**DIRECTIONS FOR THIS TASK:** Please keep to the lines below from the one with "pub const META_DESCRIPTION_CHARS: usize" through the one with "Write comprehensive, SEO-optimized", and restate them word for word, ends included.

--------

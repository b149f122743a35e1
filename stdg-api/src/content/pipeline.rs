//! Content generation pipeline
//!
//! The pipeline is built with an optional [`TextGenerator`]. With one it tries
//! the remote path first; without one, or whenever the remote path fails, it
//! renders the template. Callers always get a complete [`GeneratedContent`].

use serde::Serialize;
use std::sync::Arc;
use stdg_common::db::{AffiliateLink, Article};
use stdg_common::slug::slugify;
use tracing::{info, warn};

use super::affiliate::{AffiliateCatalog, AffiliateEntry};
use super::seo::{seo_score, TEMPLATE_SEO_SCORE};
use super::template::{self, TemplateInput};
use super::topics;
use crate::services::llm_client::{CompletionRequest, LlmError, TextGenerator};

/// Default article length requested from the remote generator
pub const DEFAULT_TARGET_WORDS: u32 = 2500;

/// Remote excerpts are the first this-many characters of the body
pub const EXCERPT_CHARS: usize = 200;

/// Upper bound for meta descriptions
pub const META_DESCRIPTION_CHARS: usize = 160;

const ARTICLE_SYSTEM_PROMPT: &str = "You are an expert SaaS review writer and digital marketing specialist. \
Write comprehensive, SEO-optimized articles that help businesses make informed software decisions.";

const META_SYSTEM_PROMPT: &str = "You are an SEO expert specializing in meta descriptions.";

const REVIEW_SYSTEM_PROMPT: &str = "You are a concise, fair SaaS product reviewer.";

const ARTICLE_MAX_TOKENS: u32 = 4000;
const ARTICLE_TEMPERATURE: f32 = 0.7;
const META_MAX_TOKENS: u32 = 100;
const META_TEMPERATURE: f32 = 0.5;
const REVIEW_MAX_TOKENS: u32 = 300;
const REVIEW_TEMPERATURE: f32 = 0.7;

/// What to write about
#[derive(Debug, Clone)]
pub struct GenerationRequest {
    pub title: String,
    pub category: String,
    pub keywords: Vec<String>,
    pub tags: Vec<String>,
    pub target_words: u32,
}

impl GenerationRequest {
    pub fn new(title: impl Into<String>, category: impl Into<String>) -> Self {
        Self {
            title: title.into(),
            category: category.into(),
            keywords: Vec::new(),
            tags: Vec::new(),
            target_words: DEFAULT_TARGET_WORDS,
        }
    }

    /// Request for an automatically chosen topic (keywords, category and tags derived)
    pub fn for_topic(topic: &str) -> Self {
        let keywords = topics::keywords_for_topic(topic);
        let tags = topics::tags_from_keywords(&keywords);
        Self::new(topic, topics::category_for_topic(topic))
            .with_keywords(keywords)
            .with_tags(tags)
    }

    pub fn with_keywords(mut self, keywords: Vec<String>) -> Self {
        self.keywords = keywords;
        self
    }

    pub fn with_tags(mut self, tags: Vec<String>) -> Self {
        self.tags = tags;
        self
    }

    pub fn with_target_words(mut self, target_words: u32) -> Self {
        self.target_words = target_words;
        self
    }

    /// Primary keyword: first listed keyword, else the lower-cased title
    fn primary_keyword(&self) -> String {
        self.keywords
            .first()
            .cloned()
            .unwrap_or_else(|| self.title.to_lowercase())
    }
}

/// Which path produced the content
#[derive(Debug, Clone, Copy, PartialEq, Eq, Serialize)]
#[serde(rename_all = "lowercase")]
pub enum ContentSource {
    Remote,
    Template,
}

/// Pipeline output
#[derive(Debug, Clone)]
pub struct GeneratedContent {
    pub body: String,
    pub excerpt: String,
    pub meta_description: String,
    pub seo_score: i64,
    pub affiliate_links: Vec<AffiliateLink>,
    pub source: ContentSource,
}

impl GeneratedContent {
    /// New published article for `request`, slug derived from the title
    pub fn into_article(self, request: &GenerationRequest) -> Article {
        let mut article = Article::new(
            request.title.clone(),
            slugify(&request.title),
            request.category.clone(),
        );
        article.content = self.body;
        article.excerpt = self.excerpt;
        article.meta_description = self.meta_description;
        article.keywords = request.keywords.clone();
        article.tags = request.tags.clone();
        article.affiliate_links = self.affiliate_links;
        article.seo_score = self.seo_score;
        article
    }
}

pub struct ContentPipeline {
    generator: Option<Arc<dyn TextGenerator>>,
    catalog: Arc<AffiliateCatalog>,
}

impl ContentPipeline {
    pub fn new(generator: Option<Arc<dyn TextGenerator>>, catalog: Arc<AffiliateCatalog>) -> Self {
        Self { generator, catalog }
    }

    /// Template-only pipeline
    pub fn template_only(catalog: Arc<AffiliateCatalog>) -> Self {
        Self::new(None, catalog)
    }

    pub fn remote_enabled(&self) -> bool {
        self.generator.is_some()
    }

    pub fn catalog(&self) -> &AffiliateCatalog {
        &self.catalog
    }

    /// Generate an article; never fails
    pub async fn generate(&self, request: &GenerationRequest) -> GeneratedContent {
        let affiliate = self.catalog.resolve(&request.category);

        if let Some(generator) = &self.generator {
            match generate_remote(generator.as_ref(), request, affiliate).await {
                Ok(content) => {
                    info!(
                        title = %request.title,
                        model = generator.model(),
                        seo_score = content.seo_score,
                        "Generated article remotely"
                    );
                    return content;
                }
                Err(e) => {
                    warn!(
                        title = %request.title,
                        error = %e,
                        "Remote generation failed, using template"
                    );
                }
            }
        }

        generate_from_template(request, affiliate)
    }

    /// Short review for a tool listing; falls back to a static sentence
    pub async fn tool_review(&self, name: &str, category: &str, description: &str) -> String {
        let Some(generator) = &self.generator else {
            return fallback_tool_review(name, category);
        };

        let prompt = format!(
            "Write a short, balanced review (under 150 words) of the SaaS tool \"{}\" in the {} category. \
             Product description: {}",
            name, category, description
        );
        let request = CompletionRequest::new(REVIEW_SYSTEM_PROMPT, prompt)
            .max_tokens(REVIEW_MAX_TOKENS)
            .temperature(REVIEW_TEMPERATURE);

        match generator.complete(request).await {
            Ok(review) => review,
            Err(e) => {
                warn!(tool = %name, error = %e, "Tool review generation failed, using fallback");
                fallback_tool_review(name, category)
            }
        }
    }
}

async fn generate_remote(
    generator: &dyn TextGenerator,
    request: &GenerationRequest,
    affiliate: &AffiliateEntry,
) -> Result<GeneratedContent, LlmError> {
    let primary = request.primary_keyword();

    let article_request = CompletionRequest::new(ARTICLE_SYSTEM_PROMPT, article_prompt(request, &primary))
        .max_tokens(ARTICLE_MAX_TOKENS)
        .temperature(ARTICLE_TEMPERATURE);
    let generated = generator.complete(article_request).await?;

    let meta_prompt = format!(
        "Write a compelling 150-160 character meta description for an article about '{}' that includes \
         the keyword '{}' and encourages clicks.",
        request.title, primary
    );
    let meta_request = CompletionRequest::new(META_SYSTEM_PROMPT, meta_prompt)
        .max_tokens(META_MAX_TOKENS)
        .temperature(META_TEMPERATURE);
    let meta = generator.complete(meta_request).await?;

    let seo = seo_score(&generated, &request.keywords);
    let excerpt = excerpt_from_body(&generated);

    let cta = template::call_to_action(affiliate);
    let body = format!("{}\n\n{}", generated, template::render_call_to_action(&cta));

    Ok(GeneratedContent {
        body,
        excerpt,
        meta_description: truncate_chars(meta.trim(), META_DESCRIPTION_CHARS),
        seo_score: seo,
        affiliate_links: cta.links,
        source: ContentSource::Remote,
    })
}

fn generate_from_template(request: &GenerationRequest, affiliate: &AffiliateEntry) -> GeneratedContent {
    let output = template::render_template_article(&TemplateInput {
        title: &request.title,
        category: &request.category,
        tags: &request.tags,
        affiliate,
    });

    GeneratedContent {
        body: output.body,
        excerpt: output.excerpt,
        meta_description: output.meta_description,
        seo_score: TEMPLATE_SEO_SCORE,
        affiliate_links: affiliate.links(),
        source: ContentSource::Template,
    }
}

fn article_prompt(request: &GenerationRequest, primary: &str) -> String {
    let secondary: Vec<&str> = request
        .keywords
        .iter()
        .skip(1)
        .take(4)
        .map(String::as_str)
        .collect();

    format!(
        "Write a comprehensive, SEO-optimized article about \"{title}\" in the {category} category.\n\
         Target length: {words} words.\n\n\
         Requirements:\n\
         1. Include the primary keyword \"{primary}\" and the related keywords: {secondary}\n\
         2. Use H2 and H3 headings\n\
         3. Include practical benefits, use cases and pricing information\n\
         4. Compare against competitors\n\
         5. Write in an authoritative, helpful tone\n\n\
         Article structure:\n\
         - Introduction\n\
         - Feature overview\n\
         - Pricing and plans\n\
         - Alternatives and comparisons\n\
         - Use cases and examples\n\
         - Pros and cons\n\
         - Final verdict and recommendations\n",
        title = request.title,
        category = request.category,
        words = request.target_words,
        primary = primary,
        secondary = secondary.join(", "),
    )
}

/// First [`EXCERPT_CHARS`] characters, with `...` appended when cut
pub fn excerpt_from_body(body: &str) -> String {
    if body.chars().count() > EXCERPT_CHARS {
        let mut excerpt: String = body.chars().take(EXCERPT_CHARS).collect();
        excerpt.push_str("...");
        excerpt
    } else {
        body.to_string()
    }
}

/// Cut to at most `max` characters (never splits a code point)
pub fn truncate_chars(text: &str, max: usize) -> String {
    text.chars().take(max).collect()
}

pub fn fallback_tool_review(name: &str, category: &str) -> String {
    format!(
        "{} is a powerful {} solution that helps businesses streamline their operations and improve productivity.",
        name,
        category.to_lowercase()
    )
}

--------

**RESPONSE TO THIS EXERCISE:**
pub const META_DESCRIPTION_CHARS: usize = 160;

const ARTICLE_SYSTEM_PROMPT: &str = "You are an expert SaaS review writer and digital marketing specialist. \
Write comprehensive, SEO-optimized articles that help businesses make informed software decisions.";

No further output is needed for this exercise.